§ Task description
Return only the lines running from the top of the entries to the line with "pub enum DomainError", inclusive, exactly as written.

Data under study Block Start

use chrono::{DateTime, Utc};
use serde::{Deserialize, Serialize};

/// User entity - a persisted user. `id` and `created_at` are assigned by the store.
#[derive(Debug, Clone, PartialEq, Eq, Serialize, Deserialize)]
pub struct User {
    pub id: i64,
    pub email: String,
    pub name: String,
    pub surname: String,
    pub created_at: DateTime<Utc>,
}

impl User {
    /// Display name embedded in post views.
    pub fn full_name(&self) -> String {
        format!("{} {}", self.name, self.surname)
    }
}

/// A user that has not been stored yet.
#[derive(Debug, Clone, PartialEq, Eq)]
pub struct NewUser {
    pub email: String,
    pub name: String,
    pub surname: String,
}

impl NewUser {
    pub fn new(
        email: impl Into<String>,
        name: impl Into<String>,
        surname: impl Into<String>,
    ) -> Self {
        Self {
            email: email.into(),
            name: name.into(),
            surname: surname.into(),
        }
    }
}
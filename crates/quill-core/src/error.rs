//! Domain-level error types.

use thiserror::Error;

/// Domain errors - business logic failures surfaced to the transport layer.
#[derive(Debug, Error)]
pub enum DomainError {
    #[error("{entity_type} not found with id {id}")]
    NotFound { entity_type: &'static str, id: i64 },

    #[error("{0}")]
    BadRequest(String),

    #[error("Validation failed: {}", .0.join(", "))]
    Validation(Vec<String>),

    /// A store failure the service did not anticipate, passed through untouched.
    #[error(transparent)]
    Unexpected(RepoError),
}

impl DomainError {
    pub fn user_not_found(id: i64) -> Self {
        Self::NotFound {
            entity_type: "User",
            id,
        }
    }

    pub fn post_not_found(id: i64) -> Self {
        Self::NotFound {
            entity_type: "Post",
            id,
        }
    }
}

impl From<RepoError> for DomainError {
    fn from(err: RepoError) -> Self {
        match err {
            RepoError::InvalidSort(field) => {
                Self::BadRequest(format!("Cannot sort by unknown field '{field}'"))
            }
            other => Self::Unexpected(other),
        }
    }
}

pub type DomainResult<T> = Result<T, DomainError>;

/// Repository-level errors.
#[derive(Debug, Error)]
pub enum RepoError {
    #[error("Database connection failed: {0}")]
    Connection(String),

    #[error("Query execution failed: {0}")]
    Query(String),

    #[error("Entity not found")]
    NotFound,

    #[error("Constraint violation: {0}")]
    Constraint(String),

    #[error("Unknown sort field: {0}")]
    InvalidSort(String),
}
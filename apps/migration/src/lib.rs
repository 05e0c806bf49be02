//! Schema migrations for the Quill database.
pub use sea_orm_migration::prelude::*;

mod m20240101_000001_create_users;
mod m20240101_000002_create_posts;

pub struct Migrator;

#[async_trait::async_trait]
impl MigratorTrait for Migrator {
    fn migrations() -> Vec<Box<dyn MigrationTrait>> {
        vec![
            Box::new(m20240101_000001_create_users::Migration),
            Box::new(m20240101_000002_create_posts::Migration),
        ]
    }
}
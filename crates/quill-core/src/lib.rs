//! # Quill Core
//!
//! The domain layer of Quill.
//! Entities, the repository ports the storage layer implements, and the
//! user/post services that enforce the cross-entity rules.

pub mod domain;
pub mod error;
pub mod ports;
pub mod service;

pub use error::{DomainError, DomainResult, RepoError};
pub use service::{PostService, UserService};
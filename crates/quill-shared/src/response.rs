//! Standardized API response envelope.
//!
//! Every body leaving the API, success or failure, is an [`ApiResponse`].
//! Paginated reads wrap their content in a [`PageResponse`].

use serde::{Deserialize, Serialize};

/// Uniform success/error wrapper.
#[derive(Debug, Clone, PartialEq, Serialize, Deserialize)]
pub struct ApiResponse<T> {
    pub success: bool,
    #[serde(default, skip_serializing_if = "Option::is_none")]
    pub message: Option<String>,
    #[serde(default, skip_serializing_if = "Option::is_none")]
    pub data: Option<T>,
}

impl<T> ApiResponse<T> {
    pub fn ok(data: T) -> Self {
        Self {
            success: true,
            message: None,
            data: Some(data),
        }
    }

    pub fn ok_with_message(data: T, message: impl Into<String>) -> Self {
        Self {
            success: true,
            message: Some(message.into()),
            data: Some(data),
        }
    }

    /// Success without a payload (e.g. after a delete).
    pub fn message(message: impl Into<String>) -> Self {
        Self {
            success: true,
            message: Some(message.into()),
            data: None,
        }
    }

    pub fn error(message: impl Into<String>) -> Self {
        Self {
            success: false,
            message: Some(message.into()),
            data: None,
        }
    }

    /// Failure carrying details, such as the field errors of a rejected request.
    pub fn error_with_data(message: impl Into<String>, data: T) -> Self {
        Self {
            success: false,
            message: Some(message.into()),
            data: Some(data),
        }
    }
}

/// A page of results plus the metadata needed to walk the remaining pages.
#[derive(Debug, Clone, PartialEq, Serialize, Deserialize)]
#[serde(rename_all = "camelCase")]
pub struct PageResponse<T> {
    pub content: Vec<T>,
    pub page: u64,
    pub size: u64,
    pub total_elements: u64,
    pub total_pages: u64,
}

impl<T> PageResponse<T> {
    /// Build a page, deriving `total_pages` as `ceil(total_elements / size)`.
    pub fn of(content: Vec<T>, page: u64, size: u64, total_elements: u64) -> Self {
        let total_pages = if size == 0 {
            0
        } else {
            total_elements.div_ceil(size)
        };

        Self {
            content,
            page,
            size,
            total_elements,
            total_pages,
        }
    }
}
//! # Quill Infrastructure
//!
//! Concrete implementations of the repository ports defined in `quill-core`.
//!
//! ## Feature Flags
//!
//! - `full` (default) - All features enabled
//! - `minimal` - No external dependencies, in-memory store only
//! - `postgres` - PostgreSQL storage via SeaORM

pub mod database;

pub use database::{DatabaseConfig, InMemoryPostRepository, InMemoryStore, InMemoryUserRepository};

#[cfg(feature = "postgres")]
pub use database::{PostgresPostRepository, PostgresUserRepository};
// src/csv.rs
// CSV/TSV export and import of bout lists.
//
// Export columns, fixed order: Date, Parsed date, Opponent, Opponent record,
// Location, Result, Method, Rounds. Result is the one-letter code (blank when
// unknown); Parsed date is ISO `YYYY-MM-DD` (blank when the date didn't parse).
//
// Import goes through the same header table and `Normalizer::record` as HTML
// rows do, so an exported file reads back into equal records.

use std::io::{Read, Write};

use ::csv::{ReaderBuilder, WriterBuilder};
use tracing::debug;

use crate::config::options::{ExportOptions, HeaderLang};
use crate::data::BoutRecord;
use crate::error::ExportError;
use crate::normalize::{ColumnMap, Field, Normalizer, RawRow};

/* ---------------- Export ---------------- */

pub fn export_headers(lang: HeaderLang) -> Vec<&'static str> {
    Field::EXPORT.iter().map(|f| f.header(lang)).collect()
}

pub fn export_row(b: &BoutRecord) -> Vec<String> {
    vec![
        b.raw_date.clone(),
        b.parsed_date.map(|d| d.format("%Y-%m-%d").to_string()).unwrap_or_default(),
        b.opponent.clone(),
        b.opponent_record.clone().unwrap_or_default(),
        b.location.clone().unwrap_or_default(),
        s!(b.outcome.code()),
        b.method.clone().unwrap_or_default(),
        b.rounds.map(|r| r.to_string()).unwrap_or_default(),
    ]
}

pub fn write_bouts<W: Write>(out: W, bouts: &[BoutRecord], opts: &ExportOptions) -> Result<(), ExportError> {
    let mut wtr = WriterBuilder::new().delimiter(opts.delim()).from_writer(out);
    if opts.include_headers {
        wtr.write_record(export_headers(opts.lang))?;
    }
    for b in bouts {
        wtr.write_record(export_row(b))?;
    }
    wtr.flush()?;
    Ok(())
}

/// Whole export as one string (headers per `opts.include_headers`).
pub fn to_export_string(bouts: &[BoutRecord], opts: &ExportOptions) -> Result<String, ExportError> {
    let mut buf = Vec::new();
    write_bouts(&mut buf, bouts, opts)?;
    Ok(String::from_utf8_lossy(&buf).into_owned())
}

/* ---------------- Import ---------------- */

/// Read a bout list written by [`write_bouts`] (or any file with recognizable
/// header names, English or Spanish). A header row is required.
pub fn read_bouts<R: Read>(input: R, delim: u8, normalizer: &Normalizer) -> Result<Vec<BoutRecord>, ExportError> {
    let mut rdr = ReaderBuilder::new()
        .delimiter(delim)
        .has_headers(true)
        .flexible(true)
        .from_reader(input);

    let headers: Vec<String> = rdr
        .headers()?
        .iter()
        .map(|h| s!(h.trim_start_matches('\u{feff}')))
        .collect();
    let map = ColumnMap::from_headers(&headers);
    if map.known_fields() == 0 {
        return Err(ExportError::NoKnownColumns(headers));
    }

    let mut out = Vec::new();
    for (i, rec) in rdr.records().enumerate() {
        let row = RawRow(rec?.iter().map(String::from).collect());
        match normalizer.record(&row, &map) {
            Some(b) => out.push(b),
            None => debug!("import: row {} has no content, skipped", i + 1),
        }
    }
    Ok(out)
}

pub fn import_str(text: &str, delim: u8, normalizer: &Normalizer) -> Result<Vec<BoutRecord>, ExportError> {
    read_bouts(text.as_bytes(), delim, normalizer)
}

Data under study Block End

§ Task solution
use chrono::{DateTime, Utc};
use serde::{Deserialize, Serialize};

/// User entity - a persisted user. `id` and `created_at` are assigned by the store.
#[derive(Debug, Clone, PartialEq, Eq, Serialize, Deserialize)]
pub struct User {
    pub id: i64,
    pub email: String,
    pub name: String,
    pub surname: String,
    pub created_at: DateTime<Utc>,
}

impl User {
    /// Display name embedded in post views.
    pub fn full_name(&self) -> String {
        format!("{} {}", self.name, self.surname)
    }
}

/// A user that has not been stored yet.
#[derive(Debug, Clone, PartialEq, Eq)]
pub struct NewUser {
    pub email: String,
    pub name: String,
    pub surname: String,
}

impl NewUser {
    pub fn new(
        email: impl Into<String>,
        name: impl Into<String>,
        surname: impl Into<String>,
    ) -> Self {
        Self {
            email: email.into(),
            name: name.into(),
            surname: surname.into(),
        }
    }
}
filename crates/quill-core/src/error.rs
//! Domain-level error types.

use thiserror::Error;

/// Domain errors - business logic failures surfaced to the transport layer.
#[derive(Debug, Error)]
pub enum DomainError {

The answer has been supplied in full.